This is a response to the popular article by Umair Haque, entitled The Social Media Bubble, posted on the Harvard Business Review blogs last week. At face value Haque makes a high-level criticism of the internet, especially social media…
I’d like to advance a hypothesis: Despite all the excitement surrounding social media, the Internet isn’t connecting us as much as we think it is. It’s largely home to weak, artificial connections, what I call thin relationships.
…which is a guaranteed ticket to, what, over 200 comments already. It’s fresh to hear someone speak against an institution that is almost universally adored, and for which it is offensive by default to degrade. People used to act that way about churches and royals.
I agree with most of what Haque says, it’s true that interaction between internet users is predominantly shallow. Yes, there is a lot of hate too. Of course, nasty actors are exploiting online data to gain power and money. We know this. Give the world a new toy that is virtually free and many of them will use it for banal or evil gains. The Nepalese have a lovely expression fitting this, I learned it over Jack Daniels in a jungle resort in Nepal last year: bandar koh hat ma nariwal: “give the monkey a coconut”, that is to say, give any immature-minded person something to hold and he will just bash it until it breaks.
Enough metaphor, here’s the thing: the internet, as with any tool, can enhance lives if it is used well. It’s that simple. I can relate to this personally. I first knew that I wanted to make the internet a bigger part of my life when, quite by surprise, it indeed lead me to the kind of deep, meaningful relationships which Haque claims not to exist. At the time, I was invited by a friend to join a private discussion forum and I did so mainly through voyeuristic curiosity. I expected to find myself amongst a horde of weirdos. When I joined the discussion I then realised that these people shared many of my interests so that “weak” connection was made. But then I met them in real life and the penny really dropped. Many are now great friends, some of whom I’ve done good work with too. Indirectly, I found my wife through those same people. That’s deep, that’s meaningful. Much of the important stuff may have happened offline but it was the social web that facilitated it.
Leaping gracelessly back into analogy now, look at TV. Thousands of channels of data cascading incessantly into our living rooms, bedrooms, bars, the scale of it all is cosmic and most of it is tat. We threw our television away years ago. Most people choose to watch crap, often for several hours of every day. That’s not to say we don’t sit down to watch TV programmes, we just watch what we want when we want it, (online, as it happens). It educates and entertains us, that’s fulfilling. So it is with any technological novelty, if you cannot rework it to improve your life, bin it, it will not be offended.

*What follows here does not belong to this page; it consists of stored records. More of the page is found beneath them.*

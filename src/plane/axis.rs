//! Axis specifications and their rendering

use serde::Deserialize;

use super::scale::{LinearScale, check_range};
use super::ticks::{TickFormat, explicit_ticks, interval_ticks};
use crate::errors::WidgetResult;
use crate::render::{Anchor, Canvas, Layer, Stroke, TextStyle, theme};
use crate::schema::{Schema, any_of, array, boolean, number, object, string};
use crate::types::Frame;

/// Tick placement: a positive interval or an explicit list of values
#[derive(Debug, Clone, PartialEq, Deserialize)]
#[serde(untagged)]
pub enum TickSpacing {
    Interval(f64),
    Values(Vec<f64>),
}

impl TickSpacing {
    pub fn schema() -> Schema {
        any_of(vec![
            number().positive().into(),
            array(number()).min_items(1).into(),
        ])
    }
}

#[derive(Debug, Clone, PartialEq, Deserialize)]
#[serde(rename_all = "camelCase", deny_unknown_fields)]
pub struct AxisSpec {
    pub label: String,
    pub min: f64,
    pub max: f64,
    pub ticks: TickSpacing,
    pub show_grid_lines: bool,
    pub tick_format: TickFormat,
}

impl AxisSpec {
    pub fn schema() -> Schema {
        object()
            .field("label", string())
            .field("min", number())
            .field("max", number())
            .field("ticks", TickSpacing::schema())
            .field("showGridLines", boolean())
            .field("tickFormat", TickFormat::schema())
            .into()
    }

    /// Fails with `InvalidRange` unless `min < max`.
    pub fn check_range(&self, context: &str) -> WidgetResult<()> {
        check_range(context, self.min, self.max)
    }

    /// Tick values for this axis; fails on a degenerate range or bad ticks.
    pub fn tick_values(&self, context: &str) -> WidgetResult<Vec<f64>> {
        match &self.ticks {
            TickSpacing::Interval(step) => interval_ticks(context, self.min, self.max, *step),
            TickSpacing::Values(values) => explicit_ticks(context, self.min, self.max, values),
        }
    }
}

#[derive(Debug, Clone, Copy, PartialEq, Eq)]
pub enum Orientation {
    Horizontal,
    Vertical,
}

/// An axis resolved against a frame: scale plus tick positions
#[derive(Debug, Clone)]
pub struct AxisView<'a> {
    pub spec: &'a AxisSpec,
    pub scale: LinearScale,
    pub ticks: Vec<f64>,
    orientation: Orientation,
}

impl<'a> AxisView<'a> {
    /// Axis along the bottom edge of `frame`, left to right.
    pub fn horizontal(context: &str, spec: &'a AxisSpec, frame: &Frame) -> WidgetResult<Self> {
        Self::build(context, spec, frame.left, frame.right(), Orientation::Horizontal)
    }

    /// Axis along the left edge of `frame`, bottom to top.
    pub fn vertical(context: &str, spec: &'a AxisSpec, frame: &Frame) -> WidgetResult<Self> {
        Self::build(context, spec, frame.bottom(), frame.top, Orientation::Vertical)
    }

    fn build(
        context: &str,
        spec: &'a AxisSpec,
        start: f64,
        end: f64,
        orientation: Orientation,
    ) -> WidgetResult<Self> {
        let scale = LinearScale::new(context, spec.min, spec.max, start, end)?;
        let ticks = spec.tick_values(context)?;
        Ok(Self {
            spec,
            scale,
            ticks,
            orientation,
        })
    }

    pub fn map(&self, value: f64) -> f64 {
        self.scale.map(value)
    }

    /// Grid lines across the frame at each tick, when enabled.
    pub fn draw_grid(&self, canvas: &mut Canvas, frame: &Frame) {
        if !self.spec.show_grid_lines {
            return;
        }
        let stroke = Stroke::solid(theme::GRID_COLOR, theme::GRID_STROKE_WIDTH);
        for &t in &self.ticks {
            let p = self.map(t);
            match self.orientation {
                Orientation::Horizontal => {
                    canvas.line(Layer::Grid, p, frame.top, p, frame.bottom(), &stroke)
                }
                Orientation::Vertical => {
                    canvas.line(Layer::Grid, frame.left, p, frame.right(), p, &stroke)
                }
            }
        }
    }

    /// Axis line at pixel offset `at` (y for horizontal axes, x for
    /// vertical), with tick marks, tick labels and the axis label.
    pub fn draw(&self, canvas: &mut Canvas, frame: &Frame, at: f64) {
        let stroke = Stroke::solid(theme::AXIS_COLOR, theme::AXIS_STROKE_WIDTH);
        let tick_stroke = Stroke::solid(theme::AXIS_COLOR, 1.0);
        let tick_style = TextStyle::label();
        let label_style = TextStyle::label().size(theme::LABEL_FONT_SIZE);
        match self.orientation {
            Orientation::Horizontal => {
                canvas.line(Layer::Axes, frame.left, at, frame.right(), at, &stroke);
                for &t in &self.ticks {
                    let x = self.map(t);
                    canvas.line(Layer::Axes, x, at, x, at + theme::TICK_LENGTH, &tick_stroke);
                    if let Some(text) = self.spec.tick_format.label(t) {
                        let y = at + theme::TICK_LENGTH + theme::FONT_SIZE + 2.0;
                        canvas.text(Layer::Labels, (x, y), &text, &tick_style);
                    }
                }
                canvas.text(
                    Layer::Labels,
                    (frame.center_x(), frame.bottom() + 40.0),
                    &self.spec.label,
                    &label_style,
                );
            }
            Orientation::Vertical => {
                canvas.line(Layer::Axes, at, frame.top, at, frame.bottom(), &stroke);
                let tick_style = tick_style.anchor(Anchor::End);
                for &t in &self.ticks {
                    let y = self.map(t);
                    canvas.line(Layer::Axes, at - theme::TICK_LENGTH, y, at, y, &tick_stroke);
                    if let Some(text) = self.spec.tick_format.label(t) {
                        let x = at - theme::TICK_LENGTH - 3.0;
                        canvas.text(Layer::Labels, (x, y + 4.0), &text, &tick_style);
                    }
                }
                canvas.rotated_text(
                    Layer::Labels,
                    (15.0, frame.center_y()),
                    -90.0,
                    &self.spec.label,
                    &label_style,
                );
            }
        }
    }
}

#[cfg(test)]
mod tests {
    use super::*;
    use serde_json::json;

    fn spec(ticks: serde_json::Value) -> AxisSpec {
        serde_json::from_value(json!({
            "label": "x",
            "min": 0,
            "max": 10,
            "ticks": ticks,
            "showGridLines": true,
            "tickFormat": "plain"
        }))
        .unwrap()
    }

    #[test]
    fn ticks_accept_interval_or_values() {
        assert_eq!(spec(json!(5)).ticks, TickSpacing::Interval(5.0));
        assert_eq!(
            spec(json!([1, 2.5])).ticks,
            TickSpacing::Values(vec![1.0, 2.5])
        );
    }

    #[test]
    fn schema_rejects_zero_interval_and_empty_list() {
        let s = TickSpacing::schema();
        assert!(s.validate(&json!(2)).is_empty());
        assert!(s.validate(&json!([0])).is_empty());
        assert_eq!(s.validate(&json!(0)).len(), 1);
        assert_eq!(s.validate(&json!([])).len(), 1);
    }

    #[test]
    fn vertical_axis_is_inverted() {
        let frame = Frame {
            left: 60.0,
            top: 20.0,
            width: 300.0,
            height: 200.0,
        };
        let axis = spec(json!(5));
        let view = AxisView::vertical("t", &axis, &frame).unwrap();
        assert_eq!(view.map(0.0), 220.0);
        assert_eq!(view.map(10.0), 20.0);
        assert_eq!(view.ticks, vec![0.0, 5.0, 10.0]);
    }

    #[test]
    fn grid_lines_can_be_disabled() {
        let frame = Frame {
            left: 0.0,
            top: 0.0,
            width: 100.0,
            height: 100.0,
        };
        let mut axis = spec(json!(5));
        axis.show_grid_lines = false;
        let view = AxisView::horizontal("t", &axis, &frame).unwrap();
        let mut canvas = Canvas::new("t", 100.0, 100.0);
        view.draw_grid(&mut canvas, &frame);
        assert!(canvas.is_empty());
    }
}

Here’s another extract, from Haque’s summary:
The promise of the Internet wasn’t merely to inflate relationships, without adding depth, resonance, and meaning. It was to fundamentally rewire people, communities, civil society, business, and the state — through thicker, stronger, more meaningful relationships.
Perhaps there has not been as much of that “rewiring” conspicuously occurring online as optimists may have hoped. They may have been unrealistic. But it has happened and is increasingly happening. Here are some examples, attached to specific points in the HBR article:
Exclusion (“…rarely are the gaps between differences bridged.”) – take geography as a gaping, enduring societal bridge. Before the web, people met at their local church, club or boozer only because it was nearby; it took effort to travel to gatherings around shared interests. Now we can converse with strangers who care for our ideals regardless of where they live. My wife, for one, would be evidence of this.
Value (“If [Internet relationships] were valuable, perhaps people (or advertisers) might pay … to enjoy them) – advertisers pay dearly for online relationships thath provide vital value, but the best examples of this have not used the old advertising model. Successful organisations nurture relationships with their audience members then ask those people to pay for, promote, or provide feedback on, their products. That’s payment and reward.
Disempowerment (“…we’d expect to see … PR agencies, recruiters, and other kinds of brokers [disintermediated]. [Instead] they’re creating legions of new ones.”) – as much as I’d love to see many of these agents (like me, to my shame) disappear, it’s true that many are still here. However, smart people and organisations are now empowered by social tools to walk straight past these intermediaries, into success. These people are the equivalent of the natural salesman at the local showroom, who knows everyone in town by first name. Online, these are the $0 marketing-spend success stories.
Lastly, and in summary…
The internet itself isn’t disempowering government by giving voices to the traditionally voiceless; it’s empowering authoritarian states…
The geeks may not yet have inherited the earth from the state overlords but you know what, some people have spoken up and found support from their peers. People have gathered together via social media and, at least in part, caused products to be recalled or relaunched, galaxies mapped, a US President elected…
In short, some people are doing good, some are doing wrong and most are doing very little. For the sake of the bad few, what should we do, turn off the internet? I’d love to see someone build another international forum big enough to accommodate us all and virtually free to attend.